Exercise instructions: Tally the lines of the listing below in which the string "signature" occurs, and give the tally alone.
###
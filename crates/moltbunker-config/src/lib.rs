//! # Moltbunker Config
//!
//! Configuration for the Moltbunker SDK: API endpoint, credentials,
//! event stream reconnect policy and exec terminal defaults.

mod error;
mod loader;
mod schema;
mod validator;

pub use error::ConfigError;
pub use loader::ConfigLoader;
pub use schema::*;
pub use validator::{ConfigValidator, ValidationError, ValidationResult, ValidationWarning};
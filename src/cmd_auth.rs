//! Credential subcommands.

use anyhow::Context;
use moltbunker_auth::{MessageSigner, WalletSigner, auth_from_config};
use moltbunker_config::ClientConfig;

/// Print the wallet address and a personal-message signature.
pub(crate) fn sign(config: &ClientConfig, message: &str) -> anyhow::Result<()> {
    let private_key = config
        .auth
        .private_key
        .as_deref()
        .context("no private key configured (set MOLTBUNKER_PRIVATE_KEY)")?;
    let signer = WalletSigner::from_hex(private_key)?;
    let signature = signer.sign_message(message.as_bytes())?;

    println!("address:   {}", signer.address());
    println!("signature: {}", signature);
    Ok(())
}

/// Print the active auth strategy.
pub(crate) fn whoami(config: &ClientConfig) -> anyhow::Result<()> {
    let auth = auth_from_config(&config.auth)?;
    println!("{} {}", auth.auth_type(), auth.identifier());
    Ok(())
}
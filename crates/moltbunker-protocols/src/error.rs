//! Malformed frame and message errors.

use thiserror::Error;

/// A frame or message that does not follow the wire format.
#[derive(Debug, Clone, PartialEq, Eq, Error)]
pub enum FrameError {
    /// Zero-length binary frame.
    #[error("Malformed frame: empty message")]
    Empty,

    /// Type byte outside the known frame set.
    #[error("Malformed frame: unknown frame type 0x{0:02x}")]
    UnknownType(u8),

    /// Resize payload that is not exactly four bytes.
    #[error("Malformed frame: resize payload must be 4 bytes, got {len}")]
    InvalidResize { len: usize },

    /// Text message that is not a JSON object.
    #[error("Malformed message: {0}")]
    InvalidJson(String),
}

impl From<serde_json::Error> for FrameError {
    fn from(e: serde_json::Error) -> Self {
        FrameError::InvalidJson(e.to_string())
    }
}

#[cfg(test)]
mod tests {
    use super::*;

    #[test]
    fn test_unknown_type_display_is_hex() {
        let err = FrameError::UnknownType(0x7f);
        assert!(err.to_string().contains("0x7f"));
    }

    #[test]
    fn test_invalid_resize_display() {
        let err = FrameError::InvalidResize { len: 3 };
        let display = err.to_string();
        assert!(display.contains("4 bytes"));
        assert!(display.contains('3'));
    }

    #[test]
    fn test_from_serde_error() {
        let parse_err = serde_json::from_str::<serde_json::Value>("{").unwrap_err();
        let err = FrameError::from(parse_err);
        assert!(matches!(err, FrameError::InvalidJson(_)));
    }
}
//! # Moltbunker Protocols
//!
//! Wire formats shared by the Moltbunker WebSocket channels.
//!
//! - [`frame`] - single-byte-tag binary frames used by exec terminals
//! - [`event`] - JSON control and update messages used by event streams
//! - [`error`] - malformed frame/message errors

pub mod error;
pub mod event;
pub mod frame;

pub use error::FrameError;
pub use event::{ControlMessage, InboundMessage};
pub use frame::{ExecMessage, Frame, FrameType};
###
Completed task: 3